El sistema de correspondencia empleado por Golozieny y sus cómplices era sencillísimo y se remontaba a la noche de los tiempos: un hueco en un árbol en la linde del parque, donde resultaba de lo más fácil dejar una nota o cogerla. El diplomático había encontrado la nota depositada allí cuando salió a cazar, y por la noche, durante su paseo nocturno, había anunciado a sus cómplices que las cosas iban sobre ruedas, sin imaginar ni por un instante el nubarrón que estaba a punto de estallar sobre su cabeza.

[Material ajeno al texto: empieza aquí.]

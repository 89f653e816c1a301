use std::path::PathBuf;

use anyhow::Context;
use dexchat_client::{
    api::{CommentId, Error, Limits, SortKind, TopicKey, UserVote},
    walk, CommentStore, Coordinator, NewComment, Observer, Snapshot,
};

mod file;
use file::FileBackend;

#[derive(structopt::StructOpt)]
struct Opt {
    /// JSON file the comments are stored in
    #[structopt(short, long, env = "DEXCHAT_STORE", default_value = "dexchat-store.json")]
    store: PathBuf,

    /// Use the question argument as the topic key, without deriving it
    #[structopt(long)]
    raw_key: bool,

    #[structopt(subcommand)]
    cmd: Command,
}

#[derive(structopt::StructOpt)]
enum Command {
    /// Print the topic key a question is stored under
    Topic { question: String },

    /// Print the comment thread of a question
    List {
        question: String,

        /// One of new, old, top; defaults to the stored preference
        #[structopt(long)]
        sort: Option<SortKind>,

        /// Print as JSON instead of an indented listing
        #[structopt(long)]
        json: bool,
    },

    /// Post a comment, or a reply with --reply-to
    Post {
        question: String,
        content: String,

        #[structopt(long)]
        author: Option<String>,

        #[structopt(long)]
        reply_to: Option<String>,
    },

    /// Change the content of a comment
    Edit {
        question: String,
        id: String,
        content: String,

        #[structopt(long)]
        author: Option<String>,
    },

    /// Replace a comment by a tombstone
    Delete { question: String, id: String },

    /// Vote on a comment; voting the same way again withdraws the vote
    Vote {
        question: String,
        id: String,

        /// up or down
        vote: UserVote,
    },

    /// Print the sort preference of a question, or set it
    Sort {
        question: String,
        kind: Option<SortKind>,
    },
}

struct ReportErrors;

impl Observer for ReportErrors {
    fn on_change(&mut self, snapshot: &Snapshot) {
        tracing::trace!(comments = snapshot.comments.len(), "state changed");
    }

    fn on_error(&mut self, err: &Error) {
        tracing::error!(%err, "write failed, nothing was changed");
    }
}

fn topic_for(opt: &Opt, question: &str) -> TopicKey {
    match opt.raw_key {
        true => TopicKey::new(question),
        false => TopicKey::from_question(question),
    }
}

fn open(opt: &Opt, question: &str) -> anyhow::Result<Coordinator<FileBackend>> {
    let backend = FileBackend::open(&opt.store)?;
    let mut c = Coordinator::new(
        CommentStore::new(backend),
        topic_for(opt, question),
        Limits::default(),
    );
    c.subscribe(Box::new(ReportErrors));
    Ok(c)
}

fn print_thread(c: &Coordinator<FileBackend>, kind: SortKind) {
    let snapshot = c.snapshot();
    let forest = c.tree(kind);
    for (depth, comment) in walk(&forest, c.limits().max_reply_depth) {
        let indent = "  ".repeat(depth);
        let mine = match snapshot.vote_for(&comment.id) {
            Some(UserVote::Up) => " [upvoted]",
            Some(UserVote::Down) => " [downvoted]",
            None => "",
        };
        println!(
            "{indent}{} {} at {} (+{}/-{}){mine}",
            comment.id,
            comment.author,
            comment.timestamp.format("%Y-%m-%d %H:%M"),
            comment.upvotes,
            comment.downvotes,
        );
        println!("{indent}  {}", comment.content);
    }
}

fn main() -> anyhow::Result<()> {
    tracing_subscriber::fmt()
        .with_env_filter(tracing_subscriber::EnvFilter::from_default_env())
        .with_writer(std::io::stderr)
        .init();

    let opt = <Opt as structopt::StructOpt>::from_args();

    match &opt.cmd {
        Command::Topic { question } => {
            println!("{}", topic_for(&opt, question));
        }
        Command::List {
            question,
            sort,
            json,
        } => {
            let c = open(&opt, question)?;
            let kind = sort.unwrap_or_else(|| c.sort_preference());
            match json {
                true => println!(
                    "{}",
                    serde_json::to_string_pretty(&c.tree(kind)).context("serializing thread")?
                ),
                false => print_thread(&c, kind),
            }
        }
        Command::Post {
            question,
            content,
            author,
            reply_to,
        } => {
            let mut c = open(&opt, question)?;
            let new = NewComment {
                content: content.clone(),
                author: author.clone(),
                parent_id: reply_to.as_deref().map(CommentId::from),
            };
            let id = c.create(new).context("posting comment")?;
            tracing::info!(topic = %c.topic(), %id, "posted comment");
            println!("{id}");
        }
        Command::Edit {
            question,
            id,
            content,
            author,
        } => {
            let mut c = open(&opt, question)?;
            c.edit(&CommentId::from(id.as_str()), content, author.as_deref())
                .with_context(|| format!("editing comment {id}"))?;
            tracing::info!(topic = %c.topic(), %id, "edited comment");
        }
        Command::Delete { question, id } => {
            let mut c = open(&opt, question)?;
            c.delete(&CommentId::from(id.as_str()))
                .with_context(|| format!("deleting comment {id}"))?;
            tracing::info!(topic = %c.topic(), %id, "deleted comment");
        }
        Command::Vote { question, id, vote } => {
            let mut c = open(&opt, question)?;
            let res = c
                .vote(&CommentId::from(id.as_str()), *vote)
                .with_context(|| format!("voting on comment {id}"))?;
            tracing::info!(topic = %c.topic(), %id, vote = ?res, "voted");
            match res {
                Some(v) => println!("{v}"),
                None => println!("none"),
            }
        }
        Command::Sort { question, kind } => {
            let mut c = open(&opt, question)?;
            match kind {
                Some(k) => {
                    c.set_sort_preference(*k).context("saving sort preference")?;
                    tracing::info!(topic = %c.topic(), sort = %k, "saved sort preference");
                }
                None => println!("{}", c.sort_preference()),
            }
        }
    }

    Ok(())
}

Como no podían dejarlo ir de aquí para allá por el parque con una escopeta al hombro, Adalbert se puso su traje de caza, se caló hasta las cejas el sombrero adornado con un penacho y se levantó el cuello, sujeto con una bufanda, del amplio loden impermeable que envolvía el conjunto. Lloviendo como llovía, era poco probable que alguien se tomara la molestia de observar sus movimientos, pero siempre era aconsejable tomar las máximas precauciones. Lisa, que conocía el árbol en cuestión desde su infancia, le sirvió de guía, vestida de chico e interpretando el papel de sirviente encargado de llevar las escopetas.